Paper ID: | 3643 |
---|---|

Title: | Streaming Kernel PCA with $\tilde{O}(\sqrt{n})$ Random Features |

The paper considers the problem maximizing the expectation of ||Qx||^2 over n-by-k matrices Q whose columns are mutually orthogonal unit vectors, where x is a random vector from a given distribution. The main results are: (i) sub-quadratic time algorithm for computing the ERM (ii) generalization for streaming data (iii) theoretical new connections between covariance operators in RKHS and the space of square integrable functions with respect to data distribution. Strong: - Interesting and non-trivial results and analysis. - Good experimental results. Weak: - The algorithm is very simple: just sample i.i.d. from "RandomFeatures". Do we really need all these theorems to obtain this result? - My main concern is that this result can be trivially obtained (including streaming) using coresets. Coresets are not mentioned at all in this paper and I suspect that the authors are not aware. See e.g. recent coreset and sketches papers for PCA by Christian Sohler, Michael Cohen, Mahoney, and Woodruf. They are for linear functions but it seems that generalization may not be hard. Please compare and cite.

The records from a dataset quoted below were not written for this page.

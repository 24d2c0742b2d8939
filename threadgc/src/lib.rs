mod collector;
mod config;
mod control;
mod error;
mod freelist;
mod heap;
mod local_alloc;
mod marker;
mod record;
mod stw;
mod system;
mod table;

pub use collector::{Collector, FinalizerNesting, ManagedThread, Mutator};
pub use config::{CollectorConfig, DiscoveryKind, MAX_MARKERS, MAX_THREADS};
pub use control::{ParkingControl, ThreadControl, current_thread_token};
pub use error::{OsError, OsOp, ThreadError, fatal};
pub use freelist::{BlockPtr, FreeList};
pub use heap::{
    GRANULE_BYTES, GlobalHeap, MAX_OBJECT_BYTES, ObjectKind, REFILL_BYTES, SIZE_CLASSES, class_bytes,
    class_granules, size_class_for,
};
pub use local_alloc::COUNT_LIMIT;
pub use marker::{MarkTask, MarkWork, MarkerPool, ParallelMarkerSlot, SPIN_MAX};
pub use record::{
    ADDR_LIMIT, REGISTER_WORDS, RecordSnapshot, RegisterSnapshot, StackBounds, ThreadFlags, ThreadId,
    ThreadRecord, ThreadState,
};
pub use stw::{StackOwner, StackScanSummary, ThreadStack, WorldStopped, backoff_sleep};
pub use system::{OS_PAGE_SIZE, approx_sp, map_memory, unmap_memory};
pub use table::{RecordAllocator, SystemAllocator};
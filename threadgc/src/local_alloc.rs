//! Thread-local free lists, the allocation fast path.
//!
//! Each slot is one word:
//! - `0`: the local list ran dry, refill on next use
//! - `1..=COUNT_LIMIT`: counting granules served by the global path
//! - `RETIRED`: flushed at thread exit, never followed again
//! - anything else: head of a local free list
//!
//! Only the owning thread writes slots. The coordinator reads them while
//! the owner is stopped, with acquire loads.

use std::sync::atomic::{AtomicUsize, Ordering};

use crate::{
    freelist::{self, BlockPtr, FreeList},
    heap::{GlobalHeap, ObjectKind, SIZE_CLASSES, class_granules},
};

/// Slot values up to this are counters. No heap object lives this low.
pub const COUNT_LIMIT: usize = crate::OS_PAGE_SIZE;
const EXHAUSTED: usize = 0;
const FRESH: usize = 1;
const RETIRED: usize = usize::MAX;

#[derive(Debug, Clone, Copy, PartialEq, Eq)]
enum Slot {
    Exhausted,
    Counting(usize),
    List(BlockPtr),
    Retired,
}

#[inline(always)]
fn decode(word: usize) -> Slot {
    match word {
        EXHAUSTED => Slot::Exhausted,
        RETIRED => Slot::Retired,
        w if w > COUNT_LIMIT => {
            // SAFETY: only heap blocks are stored above COUNT_LIMIT
            match unsafe { BlockPtr::from_addr(w) } {
                Some(head) => Slot::List(head),
                None => Slot::Exhausted,
            }
        }
        w => Slot::Counting(w),
    }
}

/// Result of the lock-free half of an allocation.
#[derive(Debug, Clone, Copy, PartialEq, Eq)]
pub(crate) enum FastAlloc {
    Hit(BlockPtr),
    /// Serve one object from the global heap.
    Global,
    /// Take a batch from the global heap and install it.
    Refill,
}

pub(crate) struct LocalCache {
    slots: [[AtomicUsize; SIZE_CLASSES]; ObjectKind::COUNT],
}

impl LocalCache {
    pub(crate) fn new() -> Self {
        Self {
            slots: std::array::from_fn(|_| std::array::from_fn(|_| AtomicUsize::new(FRESH))),
        }
    }

    #[inline(always)]
    fn slot(&self, kind: ObjectKind, class: usize) -> &AtomicUsize {
        &self.slots[kind.index()][class]
    }

    /// Puts every slot back to counting from one. The previous contents
    /// must have been flushed.
    pub(crate) fn init(&self) {
        for slot in self.slots.iter().flatten() {
            debug_assert!(matches!(
                decode(slot.load(Ordering::Relaxed)),
                Slot::Counting(_) | Slot::Retired | Slot::Exhausted
            ));
            slot.store(FRESH, Ordering::Relaxed);
        }
    }

    /// Owner only.
    #[inline]
    pub(crate) fn try_alloc(&self, kind: ObjectKind, class: usize, direct_granules: usize) -> FastAlloc {
        let slot = self.slot(kind, class);
        match decode(slot.load(Ordering::Relaxed)) {
            Slot::List(head) => {
                // SAFETY: the list is confined to this thread
                let (block, next) = unsafe { freelist::pop_raw(head) };
                slot.store(next, Ordering::Release);
                FastAlloc::Hit(block)
            }
            Slot::Counting(n) if n <= direct_granules => {
                slot.store(n + class_granules(class) + 1, Ordering::Relaxed);
                FastAlloc::Global
            }
            Slot::Counting(_) | Slot::Exhausted => FastAlloc::Refill,
            Slot::Retired => FastAlloc::Global,
        }
    }

    /// Owner only. Installs a refill batch and pops its first object.
    pub(crate) fn install(&self, kind: ObjectKind, class: usize, mut batch: FreeList) -> Option<BlockPtr> {
        let slot = self.slot(kind, class);
        debug_assert!(matches!(
            decode(slot.load(Ordering::Relaxed)),
            Slot::Counting(_) | Slot::Exhausted
        ));
        let first = batch.pop();
        slot.store(batch.into_raw(), Ordering::Release);
        first
    }

    /// Owner only. Pushes `block` on the local list if the class runs
    /// locally; returns false when the caller must free it globally.
    ///
    /// # Safety
    /// `block` must be an unreferenced object of this kind and class.
    pub(crate) unsafe fn free(&self, kind: ObjectKind, class: usize, block: BlockPtr) -> bool {
        let slot = self.slot(kind, class);
        let head = match decode(slot.load(Ordering::Relaxed)) {
            Slot::List(head) => head.addr(),
            Slot::Exhausted => 0,
            Slot::Counting(_) | Slot::Retired => return false,
        };
        // SAFETY: contract of the caller, the list is confined to this thread
        let new_head = unsafe { freelist::push_raw(block, head) };
        slot.store(new_head, Ordering::Release);
        true
    }

    /// Flushes every local list onto the global lists and retires the
    /// slots. Returns the number of objects handed back.
    ///
    /// # Safety
    /// global lock held; the owner is the caller or is stopped for good.
    pub(crate) unsafe fn destroy(&self, heap: &mut GlobalHeap) -> usize {
        let mut flushed = 0;
        for kind in ObjectKind::ALL {
            for class in 0..SIZE_CLASSES {
                let word = self.slot(kind, class).swap(RETIRED, Ordering::AcqRel);
                if let Slot::List(head) = decode(word) {
                    // SAFETY: the chain belonged to this cache and is detached now
                    let list = unsafe { FreeList::from_raw(head.addr()) };
                    flushed += list.len();
                    heap.give_back(kind, class, list);
                }
            }
        }
        flushed
    }

    /// Visits every object sitting on a local list.
    ///
    /// # Safety
    /// global lock held and the owner stopped (or the caller).
    pub(crate) unsafe fn for_each_cached(&self, f: &mut dyn FnMut(ObjectKind, usize, BlockPtr)) {
        for kind in ObjectKind::ALL {
            for class in 0..SIZE_CLASSES {
                if let Slot::List(head) = decode(self.slot(kind, class).load(Ordering::Acquire)) {
                    // SAFETY: contract of the caller, the chain cannot change
                    unsafe { freelist::for_each_raw(head.addr(), |b| f(kind, class, b)) };
                }
            }
        }
    }

    /// Objects on the local list of one class.
    ///
    /// # Safety
    /// same as [`LocalCache::for_each_cached`].
    pub(crate) unsafe fn cached_len(&self, kind: ObjectKind, class: usize) -> usize {
        let mut len = 0;
        if let Slot::List(head) = decode(self.slot(kind, class).load(Ordering::Acquire)) {
            // SAFETY: contract of the caller
            unsafe { freelist::for_each_raw(head.addr(), |_| len += 1) };
        }
        len
    }

    #[cfg(test)]
    pub(crate) fn is_local(&self, kind: ObjectKind, class: usize) -> bool {
        matches!(
            decode(self.slot(kind, class).load(Ordering::Acquire)),
            Slot::List(_) | Slot::Exhausted
        )
    }
}

#[cfg(test)]
mod tests {
    use super::*;
    use crate::heap::class_bytes;

    const DIRECT: usize = 16;

    fn alloc(cache: &LocalCache, heap: &mut GlobalHeap, kind: ObjectKind, class: usize) -> BlockPtr {
        match cache.try_alloc(kind, class, DIRECT) {
            FastAlloc::Hit(b) => b,
            FastAlloc::Global => heap.alloc(kind, class).unwrap(),
            FastAlloc::Refill => {
                let batch = heap.alloc_many(kind, class).unwrap();
                cache.install(kind, class, batch).unwrap()
            }
        }
    }

    #[test]
    fn counts_before_switching_to_local() {
        let mut heap = GlobalHeap::new(16 * 1024);
        let cache = LocalCache::new();
        let class = 3;
        let step = class_granules(class) + 1;
        let global_allocs = (DIRECT - FRESH) / step + 1;

        for i in 0..global_allocs {
            assert_eq!(
                cache.try_alloc(ObjectKind::Normal, class, DIRECT),
                FastAlloc::Global,
                "allocation {i} must still use the global path"
            );
        }
        assert_eq!(cache.try_alloc(ObjectKind::Normal, class, DIRECT), FastAlloc::Refill);
        let batch = heap.alloc_many(ObjectKind::Normal, class).unwrap();
        assert!(cache.install(ObjectKind::Normal, class, batch).is_some());
        assert!(cache.is_local(ObjectKind::Normal, class));
        assert!(matches!(
            cache.try_alloc(ObjectKind::Normal, class, DIRECT),
            FastAlloc::Hit(_)
        ));
    }

    #[test]
    fn refills_never_hand_out_a_block_twice() {
        let mut heap = GlobalHeap::new(16 * 1024);
        let cache = LocalCache::new();
        let class = SIZE_CLASSES - 1;
        let per_refill = crate::heap::REFILL_BYTES / class_bytes(class);
        let total = per_refill * 5;

        let mut seen = std::collections::HashSet::new();
        for _ in 0..total {
            let block = alloc(&cache, &mut heap, ObjectKind::PointerFree, class);
            assert!(seen.insert(block), "{block:?} handed out twice");
        }
        assert_eq!(seen.len(), total);
    }

    #[test]
    fn free_goes_local_only_in_local_mode() {
        let mut heap = GlobalHeap::new(16 * 1024);
        let cache = LocalCache::new();
        let block = heap.alloc(ObjectKind::Normal, 2).unwrap();
        // SAFETY: unreferenced block of class 2
        assert!(!unsafe { cache.free(ObjectKind::Normal, 2, block) }, "counting slot declines");

        for _ in 0..64 {
            let _ = alloc(&cache, &mut heap, ObjectKind::Normal, 2);
        }
        assert!(cache.is_local(ObjectKind::Normal, 2));
        // SAFETY: cache owned by this thread
        let before = unsafe { cache.cached_len(ObjectKind::Normal, 2) };
        // SAFETY: unreferenced block of class 2
        assert!(unsafe { cache.free(ObjectKind::Normal, 2, block) });
        // SAFETY: cache owned by this thread
        assert_eq!(unsafe { cache.cached_len(ObjectKind::Normal, 2) }, before + 1);
    }

    #[test]
    fn destroy_conserves_blocks() {
        let mut heap = GlobalHeap::new(16 * 1024);
        let cache = LocalCache::new();
        let class = 5;
        let mut live = Vec::new();
        for _ in 0..150 {
            live.push(alloc(&cache, &mut heap, ObjectKind::Normal, class));
        }
        for block in live.drain(..75) {
            // SAFETY: unreferenced block of this class
            if !unsafe { cache.free(ObjectKind::Normal, class, block) } {
                // SAFETY: as above
                unsafe { heap.free(ObjectKind::Normal, class, block) };
            }
        }
        // SAFETY: cache owned by this thread
        let cached = unsafe { cache.cached_len(ObjectKind::Normal, class) };
        let global = heap.free_len(ObjectKind::Normal, class);
        let carved = heap.carved(ObjectKind::Normal, class);
        assert_eq!(global + cached + live.len(), carved);

        // SAFETY: owner flushing its own cache
        let flushed = unsafe { cache.destroy(&mut heap) };
        assert_eq!(flushed, cached);
        assert_eq!(heap.free_len(ObjectKind::Normal, class) + live.len(), carved);
        assert_eq!(
            cache.try_alloc(ObjectKind::Normal, class, DIRECT),
            FastAlloc::Global,
            "retired slots must not be followed"
        );
    }

    #[test]
    fn for_each_cached_visits_every_local_block() {
        let mut heap = GlobalHeap::new(16 * 1024);
        let cache = LocalCache::new();
        for _ in 0..40 {
            let _ = alloc(&cache, &mut heap, ObjectKind::Normal, 1);
        }
        let mut visited = 0;
        // SAFETY: cache owned by this thread
        unsafe {
            cache.for_each_cached(&mut |kind, class, block| {
                assert_eq!(kind, ObjectKind::Normal);
                assert_eq!(class, 1);
                assert!(heap.owns(block));
                visited += 1;
            })
        };
        // SAFETY: cache owned by this thread
        assert_eq!(visited, unsafe { cache.cached_len(ObjectKind::Normal, 1) });
        assert!(visited > 0);
    }
}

Streaming Kernel PCA with Õ( n) Random Features comments: - there is a very related paper NIPS 3489 - the theory seems to be ok but is also widely following concepts provided already by the cited papers (mainly along work of Oja, Mahoney,Blanchard and others) - I am very unhappy with the experimental part - very small - From the paper it is unclear how the Nystroem method works in this context and how this fits in. The Nystroem method is defined for static (non-streaming) data distributions and used to approximate a psd similarity matrix I do not see how this fits in your scenario - nor how you could have applied the approach in a realistic comparison (no ! details are given) Comments to author feedback: - thanks for clarifying some issues - I am still a bit unhappy with some underlying assumptions and the link to Nystroem - I think the paper would be much better if the theoretical findings are supported by some results which would also show that numerical issues do not negatively effect the theoretical claims.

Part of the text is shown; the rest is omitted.